With more information about your usage, you can probably do much better than the algorithms shown in this post. For example, if you allow arbitrary time varying distributions for session size and session arrival, you can probably trigger the refreshes more advantageously for your work schedule.

Footnotes

Footnotes

  1. We could use other metrics, like time to first interruption, cumulative overdrawn quota, or some metric which weighs frequency and duration according to your preferred parameters. Each metric proxies a piece of the pain response I feel when I hit my quota limit, and no metric will proxy it perfectly.

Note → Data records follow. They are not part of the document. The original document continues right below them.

//! GitHub REST backing for [`PullRequestSource`].

use chrono::{DateTime, Utc};
use prledger_core::config::EffectiveConfig;
use prledger_core::model::{PrState, RecordId};
use prledger_core::upstream::{PullRequestSnapshot, PullRequestSource, UpstreamError};
use serde::Deserialize;

const USER_AGENT: &str = concat!("prledger/", env!("CARGO_PKG_VERSION"));

/// The fields of `GET /repos/{owner}/{repo}/pulls/{number}` the ledger keeps.
#[derive(Debug, Clone, Deserialize)]
struct GitHubPull {
    number: u64,
    html_url: String,
    diff_url: String,
    state: String,
    created_at: DateTime<Utc>,
    #[serde(default)]
    closed_at: Option<DateTime<Utc>>,
    #[serde(default)]
    merged_at: Option<DateTime<Utc>>,
    #[serde(default)]
    merged: Option<bool>,
}

impl GitHubPull {
    fn into_snapshot(self) -> PullRequestSnapshot {
        let is_merged = self.merged.unwrap_or(self.merged_at.is_some());
        PullRequestSnapshot {
            state: PrState {
                url: self.html_url,
                created_at: self.created_at,
                closed_at: self.closed_at,
                merged_at: self.merged_at,
                state: self.state,
                is_merged,
                number: self.number,
            },
            diff_url: self.diff_url,
        }
    }
}

pub struct GitHubClient {
    api_url: String,
    token: Option<String>,
}

impl GitHubClient {
    pub fn new(config: &EffectiveConfig) -> Self {
        Self {
            api_url: config.api_url.clone(),
            token: config.token.clone(),
        }
    }

    fn pull_url(&self, id: &RecordId) -> String {
        format!(
            "{}/repos/{}/{}/pulls/{}",
            self.api_url,
            id.owner(),
            id.repo(),
            id.number()
        )
    }

    fn get(&self, url: &str, accept: &str) -> Result<ureq::Response, UpstreamError> {
        let mut request = ureq::get(url)
            .set("Accept", accept)
            .set("User-Agent", USER_AGENT);

        if let Some(token) = &self.token {
            request = request.set("Authorization", &format!("Bearer {token}"));
        }

        tracing::debug!(url, "GitHub request");
        request
            .call()
            .map_err(|err| UpstreamError::new(format!("GitHub request failed for {url}: {err}")))
    }
}

impl PullRequestSource for GitHubClient {
    fn fetch_pull_request(&self, id: &RecordId) -> Result<PullRequestSnapshot, UpstreamError> {
        let url = self.pull_url(id);
        let pull: GitHubPull = self
            .get(&url, "application/vnd.github+json")?
            .into_json()
            .map_err(|err| UpstreamError::new(format!("failed to decode {url}: {err}")))?;
        Ok(pull.into_snapshot())
    }

    fn fetch_diff(&self, url: &str) -> Result<String, UpstreamError> {
        self.get(url, "application/vnd.github.diff")?
            .into_string()
            .map_err(|err| UpstreamError::new(format!("failed to read diff from {url}: {err}")))
    }
}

  2. In practice, you might not always wait for quota to refresh. Maybe if the time to refresh is short, but you might otherwise reprompt Codex in a new session, or copy the session over and codex resume from a new account (shoutout albert for putting me on). We’ll model this later.

  3. You might notice that, in this model, the algorithm doesn’t know how large the incoming session is. In the real world, this isn’t always true—you (or an automated system) could provide an estimate.

    However, I think the complexity incurred by incorporating size information isn’t worth the benefit. More critically than the time and cognitive cost of a less digestible model being high, I think the benefit is low: estimating the effort it takes to complete sessions is generally very hard, especially when working with AI agents.

    This tradeoff may not make sense for your use case—maybe it’s easy to estimate how much quota your sessions will consume, and maybe you rarely engage in multi-turn conversations with your agents—and that’s fine. For my use case, I’d rather not.

  4. This model of moving cost is approximate, since the cost of the task doesn’t contain the necessary information for computing its cost to move.

    We could come up with a more formal model for uncaching costs by using the ratio of uncached input tokens to input tokens, but I think this would detract from the point of this post.